//! 測試用的腳本化連線
//!
//! 記錄送出的每一條命令，並依序回傳預先排好的回覆，
//! 讓命令封裝可以在沒有真實伺服器的情況下驗證。

use redis::{ConnectionLike, RedisError, RedisResult, Value};
use std::collections::VecDeque;

#[derive(Default)]
pub struct ScriptedConnection {
    replies: VecDeque<RedisResult<Value>>,
    /// 已送出的命令，每條命令拆成字串參數
    pub sent: Vec<Vec<String>>,
}

impl ScriptedConnection {
    pub fn new() -> Self {
        Self::default()
    }

    pub fn reply(mut self, value: Value) -> Self {
        self.replies.push_back(Ok(value));
        self
    }

    pub fn fail(mut self, err: RedisError) -> Self {
        self.replies.push_back(Err(err));
        self
    }

    fn next_reply(&mut self) -> RedisResult<Value> {
        self.replies.pop_front().unwrap_or(Ok(Value::Okay))
    }
}

impl ConnectionLike for ScriptedConnection {
    fn req_packed_command(&mut self, cmd: &[u8]) -> RedisResult<Value> {
        self.sent.extend(decode_commands(cmd));
        self.next_reply()
    }

    fn req_packed_commands(
        &mut self,
        cmd: &[u8],
        offset: usize,
        count: usize,
    ) -> RedisResult<Vec<Value>> {
        let commands = decode_commands(cmd);
        let total = commands.len();
        self.sent.extend(commands);

        let replies = (0..total)
            .map(|_| self.next_reply())
            .collect::<RedisResult<Vec<_>>>()?;
        Ok(replies.into_iter().skip(offset).take(count).collect())
    }

    fn get_db(&self) -> i64 {
        0
    }

    fn check_connection(&mut self) -> bool {
        true
    }

    fn is_open(&self) -> bool {
        true
    }
}

pub fn bulk(value: &str) -> Value {
    Value::BulkString(value.as_bytes().to_vec())
}

/// 解析 RESP 陣列格式的已編碼命令
fn decode_commands(mut bytes: &[u8]) -> Vec<Vec<String>> {
    let mut commands = Vec::new();
    while !bytes.is_empty() {
        let (count, rest) = read_header(bytes, b'*');
        bytes = rest;

        let mut args = Vec::with_capacity(count);
        for _ in 0..count {
            let (len, rest) = read_header(bytes, b'$');
            args.push(String::from_utf8_lossy(&rest[..len]).into_owned());
            bytes = &rest[len + 2..];
        }
        commands.push(args);
    }
    commands
}

fn read_header(bytes: &[u8], marker: u8) -> (usize, &[u8]) {
    assert_eq!(bytes[0], marker, "非預期的 RESP 標記");
    let end = bytes
        .windows(2)
        .position(|w| w == b"\r\n")
        .expect("缺少 CRLF");
    let n = std::str::from_utf8(&bytes[1..end])
        .expect("長度不是 UTF-8")
        .parse()
        .expect("長度不是數字");
    (n, &bytes[end + 2..])
}

#[cfg(test)]
mod tests {
    use super::*;

    #[test]
    fn test_records_packed_command() {
        let mut conn = ScriptedConnection::new().reply(bulk("v"));
        let value: Option<String> = redis::cmd("GET").arg("k").query(&mut conn).unwrap();

        assert_eq!(value.as_deref(), Some("v"));
        assert_eq!(conn.sent, vec![vec!["GET".to_string(), "k".to_string()]]);
    }
}
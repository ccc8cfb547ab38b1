//! 儲存客戶端模組
//!
//! 以單一阻塞連線封裝鍵值儲存的常用命令：字串、列表、雜湊、集合、
//! 有序集合、過期與鍵管理，並提供行程內共享的延遲初始化客戶端。

pub mod client;
pub mod error;
pub mod key_type;
pub mod shared;

#[cfg(test)]
pub mod test_connection;

pub use client::*;
pub use error::*;
pub use key_type::KeyType;
pub use shared::*;
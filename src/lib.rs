//! 鍵值儲存客戶端
//!
//! ```no_run
//! use store_client::{StoreClient, StoreConfig};
//!
//! # fn main() -> Result<(), store_client::StoreError> {
//! let mut store = StoreClient::connect(&StoreConfig::default())?;
//! store.set("greeting", "hello", 60)?;
//! assert_eq!(store.get("greeting")?.as_deref(), Some("hello"));
//! # Ok(())
//! # }
//! ```

// 模組定義
pub mod config;
pub mod logging;
pub mod store;

pub use crate::config::{ConfigLoader, LogConfig, Settings, StoreConfig};
pub use crate::store::{
    shared_handle, KeyType, SharedHandle, StoreClient, StoreError, StoreResult, DEFAULT_TTL_SECS,
};
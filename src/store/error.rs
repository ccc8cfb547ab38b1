use redis::{ErrorKind, RedisError};
use thiserror::Error;

use crate::config::ValidationError;

/// 儲存客戶端錯誤
#[derive(Error, Debug)]
pub enum StoreError {
    /// 執行環境缺少所需的客戶端能力（例如未編譯 TLS 支援）
    #[error("儲存客戶端不可用: {0}")]
    Environment(String),

    /// 連線、認證或傳輸錯誤
    #[error("儲存連線錯誤: {0}")]
    Connection(#[source] RedisError),

    /// 呼叫參數不合法，未送出任何命令
    #[error("{operation} 參數錯誤: {reason}")]
    InvalidArgument {
        operation: &'static str,
        reason: String,
    },

    /// 伺服器回報的命令錯誤，原樣保留
    #[error("儲存命令錯誤: {0}")]
    Command(#[source] RedisError),

    /// 配置驗證失敗
    #[error("無效的儲存配置: {0}")]
    InvalidConfig(#[from] ValidationError),

    /// 配置加載失敗
    #[error("配置加載錯誤: {0}")]
    Config(#[from] config::ConfigError),
}

pub type StoreResult<T> = Result<T, StoreError>;

impl StoreError {
    pub(crate) fn invalid_argument(operation: &'static str, reason: impl Into<String>) -> Self {
        StoreError::InvalidArgument {
            operation,
            reason: reason.into(),
        }
    }

    /// 建立連線階段的錯誤分類
    pub(crate) fn from_connect(err: RedisError) -> Self {
        if err.kind() == ErrorKind::InvalidClientConfig {
            StoreError::Environment(err.to_string())
        } else {
            StoreError::Connection(err)
        }
    }

    pub fn is_connection_error(&self) -> bool {
        matches!(self, StoreError::Connection(_))
    }

    /// 伺服器回報的錯誤碼，例如 `WRONGTYPE`
    pub fn command_code(&self) -> Option<&str> {
        match self {
            StoreError::Command(err) => err.code(),
            _ => None,
        }
    }
}

impl From<RedisError> for StoreError {
    fn from(err: RedisError) -> Self {
        if err.is_io_error()
            || err.is_connection_dropped()
            || err.is_connection_refusal()
            || err.is_timeout()
        {
            StoreError::Connection(err)
        } else {
            StoreError::Command(err)
        }
    }
}
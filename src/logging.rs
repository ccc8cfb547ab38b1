//! 日誌系統初始化

use tracing::subscriber::SetGlobalDefaultError;
use tracing::{info, Level};
use tracing_subscriber::{EnvFilter, FmtSubscriber};

use crate::config::LogConfig;

fn parse_level(level: &str) -> Level {
    match level.to_lowercase().as_str() {
        "trace" => Level::TRACE,
        "debug" => Level::DEBUG,
        "info" => Level::INFO,
        "warn" => Level::WARN,
        "error" => Level::ERROR,
        _ => Level::INFO, // 默認為INFO
    }
}

/// 安裝全域日誌訂閱者
///
/// `RUST_LOG` 存在時優先於配置中的級別。已安裝過訂閱者時回傳錯誤，
/// 呼叫端可以忽略。
pub fn init_logging(log_config: &LogConfig) -> Result<(), SetGlobalDefaultError> {
    let level = parse_level(&log_config.level);
    let filter = EnvFilter::try_from_default_env()
        .unwrap_or_else(|_| EnvFilter::new(level.as_str().to_lowercase()));

    let builder = FmtSubscriber::builder().with_env_filter(filter);
    if log_config.format.eq_ignore_ascii_case("compact") {
        tracing::subscriber::set_global_default(builder.compact().finish())?;
    } else {
        tracing::subscriber::set_global_default(builder.finish())?;
    }

    info!("日誌系統初始化完成");
    Ok(())
}
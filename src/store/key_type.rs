use std::fmt;
use std::str::FromStr;

/// `TYPE` 命令回傳的鍵值類型
#[derive(Debug, Clone, PartialEq, Eq, Hash)]
pub enum KeyType {
    /// 鍵不存在
    None,
    String,
    List,
    Set,
    ZSet,
    Hash,
    Stream,
    /// 模組自訂類型等其他回覆
    Other(String),
}

impl KeyType {
    pub fn as_str(&self) -> &str {
        match self {
            KeyType::None => "none",
            KeyType::String => "string",
            KeyType::List => "list",
            KeyType::Set => "set",
            KeyType::ZSet => "zset",
            KeyType::Hash => "hash",
            KeyType::Stream => "stream",
            KeyType::Other(name) => name,
        }
    }

    pub fn exists(&self) -> bool {
        !matches!(self, KeyType::None)
    }
}

impl FromStr for KeyType {
    type Err = std::convert::Infallible;

    fn from_str(s: &str) -> Result<Self, Self::Err> {
        Ok(match s.to_ascii_lowercase().as_str() {
            "none" => KeyType::None,
            "string" => KeyType::String,
            "list" => KeyType::List,
            "set" => KeyType::Set,
            "zset" => KeyType::ZSet,
            "hash" => KeyType::Hash,
            "stream" => KeyType::Stream,
            other => KeyType::Other(other.to_string()),
        })
    }
}

impl fmt::Display for KeyType {
    fn fmt(&self, f: &mut fmt::Formatter<'_>) -> fmt::Result {
        f.write_str(self.as_str())
    }
}
//! Policy error types.

use thiserror::Error;

/// Errors from parsing or checking policy documents.
#[derive(Debug, Error)]
pub enum PolicyError {
    #[error("YAML policy document rejected: {0}")]
    Yaml(#[from] serde_yaml::Error),

    #[error("JSON policy document rejected: {0}")]
    Json(#[from] serde_json::Error),

    #[error("Role {role} has more than one ruleset")]
    DuplicateRuleset { role: String },

    #[error("Privileged role {role} cannot also carry a ruleset")]
    PrivilegedRuleset { role: String },

    #[error("Ruleset for {role} has an empty landing route")]
    EmptyLanding { role: String },
}
//! Confinement policy for kiosk-mode sessions.
//!
//! This crate provides:
//!
//! - **Role / RoleSet**: opaque session role identities
//! - **Ruleset**: landing route + blocked labels/routes for one role
//! - **PolicyTable**: priority-ordered resolution with privileged override
//! - **PolicyConfig**: YAML/JSON policy documents compiled into a table
//! - **PolicyFingerprint**: content hash feeding enforcement epochs
//!
//! # Architecture
//!
//! ```text
//! PolicySource (YAML/JSON) ──► PolicyConfig ──► PolicyTable
//!                                                    │
//!                                          resolve(RoleSet)
//!                                                    │
//!                              ┌─────────────────────┴───────────┐
//!                              ▼                                 ▼
//!                        Some(&Ruleset)                        None
//!                  (one active confinement)        (privileged, or unmatched)
//! ```
//!
//! # Example
//!
//! ```
//! use kiosk_policy::{PolicyTable, RoleSet, Ruleset};
//!
//! let table = PolicyTable::new()
//!     .privilege("System Manager")
//!     .ruleset(Ruleset::new("Sales User", "selling").block_label("Workspaces"));
//!
//! let roles = RoleSet::from_names(["Sales User"]);
//! assert!(table.resolve(&roles).is_some());
//!
//! let admin = RoleSet::from_names(["Sales User", "System Manager"]);
//! assert!(table.resolve(&admin).is_none());
//! ```

mod config;
mod error;
mod fingerprint;
mod role;
mod ruleset;
mod table;

pub use config::{PolicyConfig, RulesetConfig};
pub use error::PolicyError;
pub use fingerprint::PolicyFingerprint;
pub use role::{Role, RoleSet};
pub use ruleset::{RestrictionFlags, Ruleset, SidebarEntry};
pub use table::PolicyTable;

/// Affordances exempt from every corrective action, whatever the active
/// ruleset says. Matching any of these short-circuits classification to
/// "no action"; logout must keep working in every configuration.
pub const DEFAULT_EXEMPT_TERMS: &[&str] = &[
    "logout",
    "log out",
    "sign out",
    "reload",
    "toggle theme",
    "theme",
    "avatar",
    "my profile",
];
================================
Check each line of the listing above for the string "StoreClient", then give how many lines have it. No other text.

3